ロボットの方は難しかった。1枚で十分な参考画像がなかったため、研究論文やサプライヤーの動画を探し続け、ようやく実用的な形状を生成できる組み合わせを見つけた。


参考資料からレンダリングへ
どちらのモデルもRhino 3Dでジオメトリを整えた後、Unreal Engine 5でアニメーション化した。テクスチャもTripoで生成した。手作業なら、Quanは各コンポーネントを色ごとに分け、1つずつマテリアルを割り当てる必要があった。補助的なオブジェクトに対しては、とても正当化できない作業量だ。

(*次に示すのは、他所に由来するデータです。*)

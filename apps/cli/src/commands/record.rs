//! 录制命令
//!
//! 通过 LeRobot 录制遥操作数据集

use clap::Args;
use lumo_sdk::control::RecordOptions;

/// 录制命令参数
#[derive(Args, Debug)]
pub struct RecordCommand {
    /// 任务描述
    #[arg(long, default_value = "Pick and place")]
    pub task: String,

    /// 录制回合数
    #[arg(long, default_value_t = 10)]
    pub episodes: u32,

    /// 数据集 ID
    #[arg(long, default_value = "beluga-orin/demo")]
    pub repo_id: String,
}

impl RecordCommand {
    pub fn options(&self) -> RecordOptions {
        RecordOptions {
            task: self.task.clone(),
            num_episodes: self.episodes,
            repo_id: self.repo_id.clone(),
        }
    }
}

#[cfg(test)]
mod tests {
    use super::*;

    #[test]
    fn test_defaults_match_record_options() {
        let cmd = RecordCommand {
            task: "Pick and place".into(),
            episodes: 10,
            repo_id: "beluga-orin/demo".into(),
        };
        assert_eq!(cmd.options(), RecordOptions::default());
    }
}
//! 监视器运行指标
//!
//! 原子计数器，轮询线程写入，任意线程读取快照。

use std::sync::atomic::{AtomicU64, Ordering};

/// 单臂监视器计数器
#[derive(Debug, Default)]
pub struct MonitorMetrics {
    /// 连接尝试次数
    pub connect_attempts: AtomicU64,
    /// 连接失败次数
    pub connect_failures: AtomicU64,
    /// 成功的位置读取次数
    pub polls: AtomicU64,
    /// 读取失败次数（每次都会导致断开重连）
    pub read_failures: AtomicU64,
    /// 断开次数（读取失败 / 暂停 / 停止）
    pub disconnects: AtomicU64,
}

impl MonitorMetrics {
    pub fn new() -> Self {
        Self::default()
    }

    pub(crate) fn incr(counter: &AtomicU64) {
        counter.fetch_add(1, Ordering::Relaxed);
    }

    pub fn snapshot(&self) -> MetricsSnapshot {
        MetricsSnapshot {
            connect_attempts: self.connect_attempts.load(Ordering::Relaxed),
            connect_failures: self.connect_failures.load(Ordering::Relaxed),
            polls: self.polls.load(Ordering::Relaxed),
            read_failures: self.read_failures.load(Ordering::Relaxed),
            disconnects: self.disconnects.load(Ordering::Relaxed),
        }
    }
}

/// 指标快照
#[derive(Debug, Clone, Copy, Default, PartialEq, Eq, serde::Serialize)]
pub struct MetricsSnapshot {
    pub connect_attempts: u64,
    pub connect_failures: u64,
    pub polls: u64,
    pub read_failures: u64,
    pub disconnects: u64,
}

impl MetricsSnapshot {
    /// 连接成功次数
    pub fn connects(&self) -> u64 {
        self.connect_attempts.saturating_sub(self.connect_failures)
    }
}

#[cfg(test)]
mod tests {
    use super::*;

    #[test]
    fn test_snapshot() {
        let metrics = MonitorMetrics::new();
        MonitorMetrics::incr(&metrics.connect_attempts);
        MonitorMetrics::incr(&metrics.connect_attempts);
        MonitorMetrics::incr(&metrics.connect_failures);
        MonitorMetrics::incr(&metrics.polls);

        let snapshot = metrics.snapshot();
        assert_eq!(snapshot.connect_attempts, 2);
        assert_eq!(snapshot.connects(), 1);
        assert_eq!(snapshot.polls, 1);
        assert_eq!(snapshot.read_failures, 0);
    }
}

以前なら1つにつき2〜3日かかっていた2つのオブジェクトが、それぞれ午後の半日で完成した。約5日分の作業を削減したことになる。ブームトラックは実写映像どおりに展開し、ロボットは正しい角度と速度でケーブル上を進む。
すべてを変える2%
完成版を見た上司と支店長は、「大満足」だった。誰もが省くことに同意していたセクションが、人々の目を止める場面になった。
クライアントが2つの提案を比較するとする。片方は「ブームトラックを配置します」と書かれたテキストスライド。もう片方は、具体的な作業方法まで示すアニメーション。その差は明白だ。この2%がもたらすのは、画面時間ではない。信頼である。
すべてを見せるためのコストが数日から数時間に縮まれば、信頼できるエンジニアリングプレゼンテーションの基準は根本から変わる。クライアントの評価軸も変わり、テキストスライドは目に見える弱点になる。省くことを拒んだ1人の姿勢と、それを可能にする制作パイプラインが、業界全体の最低基準を引き上げる。